Mental Health In College

I had my first Panic Attack Freshman year of college. You can’t breath. You wonder what the point of it all is. The pressure builds up to this one moment that makes you feel that everyone in the world has a purpose, and you are here just to wonder; wonder if life is meaningful. 

But there is hope…

College brings about some of the best times of your life. If there is anything peaceful in this chaotic world, it’s finding friends that you mesh with. Late evenings, sunsets, movie nights, loud music: these are the images that come to mind when I think of the beauty of adolescence. A free world to explore. 

So what gets in the way of this joy? There are a range of things, but for most college students it’s poor mental health. 

There are not many people that enjoy change, and when it comes to a new environment, college takes the first place ribbon. With so much to worry about, our daily routine changes significantly and the space in your mind fills with more than it can handle. What many people do, including myself, is bottle up these emotions and act like everything is perfect. Whether it's through social media or just word of mouth, we want to let everyone know that “Everythings fine! College is so fun! Honestly, Freshman year has been the best time of my life!” No one wants to say the unspeakable: that college can break us. At least this was my experience.

Having grown up with the same group of friends since the fourth grade, during the first semester of my freshman year I experienced easily some of the hardest moments of my life. But do you know what the worst part about it was? I wasn’t telling anybody how sometimes I felt like my life was in shambles. I felt that if I opened up about it with my peers or family, it would be a sign of weakness. But after talking with people later on about their experience their first year of college, they shared the same struggles. 

Some people have worse anxiety than others, but let's all admit that college can kick us down and not pick us back up at times. But there are things that you can do to help control your deepest insecurities.

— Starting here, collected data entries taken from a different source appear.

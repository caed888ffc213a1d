//! Reconnection backoff for the realtime socket.

use std::time::Duration;

pub const INITIAL_RETRY_DELAY: Duration = Duration::from_secs(1);
pub const MAX_RETRY_DELAY: Duration = Duration::from_secs(30);
pub const MAX_RETRY_ATTEMPTS: u32 = 10;

/// Delays to wait before each reconnect attempt of one episode.
///
/// Doubles from one second up to the cap and ends after
/// [`MAX_RETRY_ATTEMPTS`] items.
#[derive(Debug, Clone)]
pub struct Backoff {
    attempts: u32,
    next: Duration,
}

impl Default for Backoff {
    fn default() -> Self {
        Self {
            attempts: 0,
            next: INITIAL_RETRY_DELAY,
        }
    }
}

impl Backoff {
    /// Attempts handed out so far.
    pub fn attempts(&self) -> u32 {
        self.attempts
    }
}

impl Iterator for Backoff {
    type Item = Duration;

    fn next(&mut self) -> Option<Duration> {
        if self.attempts >= MAX_RETRY_ATTEMPTS {
            return None;
        }
        self.attempts += 1;
        let delay = self.next;
        self.next = (delay * 2).min(MAX_RETRY_DELAY);
        Some(delay)
    }
}

#[cfg(test)]
mod tests {
    use super::*;

    #[test]
    fn delays_double_up_to_the_cap_then_stop() {
        let mut backoff = Backoff::default();
        let delays: Vec<u64> = backoff.by_ref().map(|d| d.as_secs()).collect();

        assert_eq!(delays.len(), MAX_RETRY_ATTEMPTS as usize);
        assert_eq!(&delays[..6], &[1, 2, 4, 8, 16, 30]);
        assert!(delays.iter().all(|d| *d <= MAX_RETRY_DELAY.as_secs()));
        assert_eq!(backoff.attempts(), MAX_RETRY_ATTEMPTS);
        assert_eq!(backoff.next(), None);
    }
}
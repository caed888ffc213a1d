//! Application layer: sync service, bootstrap, change routing, pinning.

pub mod bootstrap;
pub mod pin;
pub mod session;
pub mod subscriber;
pub mod sync;
//! Partysheet - headless composition root.
//!
//! Joins the shared session, loads every sheet and logs each character as it
//! changes until interrupted.

use std::sync::Arc;

use anyhow::Context;
use tracing_subscriber::{layer::SubscriberExt, util::SubscriberInitExt};

use partysheet_domain::{rank_stats, PlayerId, Roster};
use partysheet_player::application::pin::PinStore;
use partysheet_player::application::session::SheetSession;
use partysheet_player::config::AppConfig;
use partysheet_player::infrastructure::platform::DesktopStorageProvider;
use partysheet_player::infrastructure::supabase::{PostgrestStore, RealtimeFeed};
use partysheet_player::state::CharacterCell;

#[tokio::main]
async fn main() -> anyhow::Result<()> {
    // Prefer local overrides.
    for filename in [".env.local", ".env"] {
        let _ = dotenvy::from_filename(filename);
    }

    tracing_subscriber::registry()
        .with(
            tracing_subscriber::EnvFilter::try_from_default_env()
                .unwrap_or_else(|_| "partysheet_player=debug,partysheet=debug".into()),
        )
        .with(tracing_subscriber::fmt::layer())
        .init();

    tracing::info!("Starting Partysheet");

    let config = AppConfig::from_env().context("loading configuration")?;
    let roster = if config.dev_roster {
        Roster::development()
    } else {
        Roster::campaign()
    };

    let store = PostgrestStore::new(&config.supabase_url, config.supabase_anon_key.clone())
        .context("building store client")?;
    let feed = RealtimeFeed::new(
        &config.supabase_url,
        config.supabase_anon_key.clone(),
        config.realtime_channel.clone(),
    )
    .context("building realtime client")?;

    let pins = PinStore::new(DesktopStorageProvider::new());
    let pinned = pins.pinned();
    match &pinned {
        Some(player) => tracing::info!(player = %player, "Editing pinned character"),
        None => tracing::info!("No character pinned, all sheets are read-only"),
    }

    let session = SheetSession::new(
        roster.clone(),
        Arc::new(store),
        Arc::new(feed),
        config.sync(),
    );
    session.start().await.context("starting session")?;

    for player in roster.display_order(pinned.as_ref()) {
        let cell = session.sync().registry().cell(&player);
        let name = roster.display_name(&player).unwrap_or_default().to_string();
        tokio::spawn(log_changes(player, name, cell));
    }

    tokio::signal::ctrl_c().await.context("waiting for ctrl-c")?;
    tracing::info!("Shutting down");
    session.shutdown().await;
    Ok(())
}

async fn log_changes(player: PlayerId, name: String, cell: CharacterCell) {
    let mut changes = cell.subscribe();
    loop {
        {
            let character = changes.borrow_and_update();
            let stats: Vec<String> = rank_stats(&character.stats)
                .into_iter()
                .map(|(stat, die)| match die {
                    Some(die) => format!("{} {}", stat.display_name(), die),
                    None => format!("{} -", stat.display_name()),
                })
                .collect();
            tracing::info!(
                player = %player,
                name = %name,
                adversity = character.adversity_tokens,
                status = %character.status,
                dial = character.secondary_dial,
                items = character.inventory.len(),
                stats = %stats.join(", "),
                "Character sheet"
            );
        }
        if changes.changed().await.is_err() {
            return;
        }
    }
}
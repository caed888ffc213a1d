//! Partysheet Shared - wire types exchanged with the hosted realtime store
//!
//! This crate contains the types both sides of the wire agree on:
//! - Table names and natural keys
//! - Row images for every synchronized table
//! - Realtime (Phoenix channel) frames and change notifications
//!
//! # Design Principles
//!
//! 1. **Minimal dependencies** - Only serde, uuid, serde_json, and thiserror
//! 2. **No business logic** - Pure data types and serialization
//! 3. **No domain types** - rows use raw strings and `uuid::Uuid`; the client
//!    maps them onto domain values

pub mod error;
pub mod realtime;
pub mod rows;
pub mod tables;

pub use error::ProtocolError;
pub use realtime::{ChangeEvent, ChangeKind, PhoenixMessage, PostgresChangeData};
pub use rows::{AdversityRow, AimgRow, InventoryRow, RemoteRow, ScoreRow, StatRow, StatusRow};
pub use tables::Table;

The first step is to tell someone. Don’t worry about what their response is. If it is a loving friend, they will listen and reciprocate their endeavours. If there isn’t anyone you feel comfortable reaching out to, you can always go to a counselor. Most colleges have free guidance counselors you can consult anytime. Based on experience, bottling up your emotions is not healthy. Bringing up your struggles to people who care is not just emotionally satisfying but physically as well. 


It took me two years to learn this. There were points when I would get stomach aches that I could not find the cause of. It truly was because of stress and anxiety and I cannot make more clear how much it affected me. It's important to notice these signs, and let someone know immediately.

There are so many things to learn when you are going through a tough period like this. One is that everyone is in the same boat. As I said, some have it worse than others, but a good amount of people in college are scared out of their minds. Create an environment where you can be honest with your friends. Let them know that you’re a little scared. For me, once I established this level of comfort with my friends, it provided me with so much more clarity and satisfaction concerning my mental health. I understood that everyone goes through periods of stress and anxiety, and that I will always have someone to lean on. 

It’s also key to understand that this is temporary. Everyone has a rough transition period they’re going through a big change. The truth is: this scary feeling of uncertainty won’t last forever. You will reach a point when you are comfortable with where you are, and you’ll become more clear-headed and at peace. It may take longer for some, but you will get there. The mind is a scary place. It can go to some dangerous places when you are outside of your comfort zone, and it is important that as much as you might not feel it at the time, that everything will be ok. 

When I had my first Panic Attack, horrible thoughts rushed through my head. It hit me so quickly that I did not think it would ever end. Darkness reigned supreme as I tried my best to focus on the light. The beast we know as anxiety takes over, and creates a kingdom not worth living in. A Kingdom of fears, insecurities, irrationality, and an absence of bliss. But remember that this kingdom is not permanent. Light is not completely absent. In the distance there is hope, hope that is in the shape of late evenings, sunsets, movie nights, and loud music. But more importantly, this light contains the people you love and care for. The friends you can rely on during your lowest of lows. Friends that will make that light appear quicker than if you were in solitude. 

Anxiety is a part of life. Remember to breath and seek community.  

Let’s keep up with classes & life together.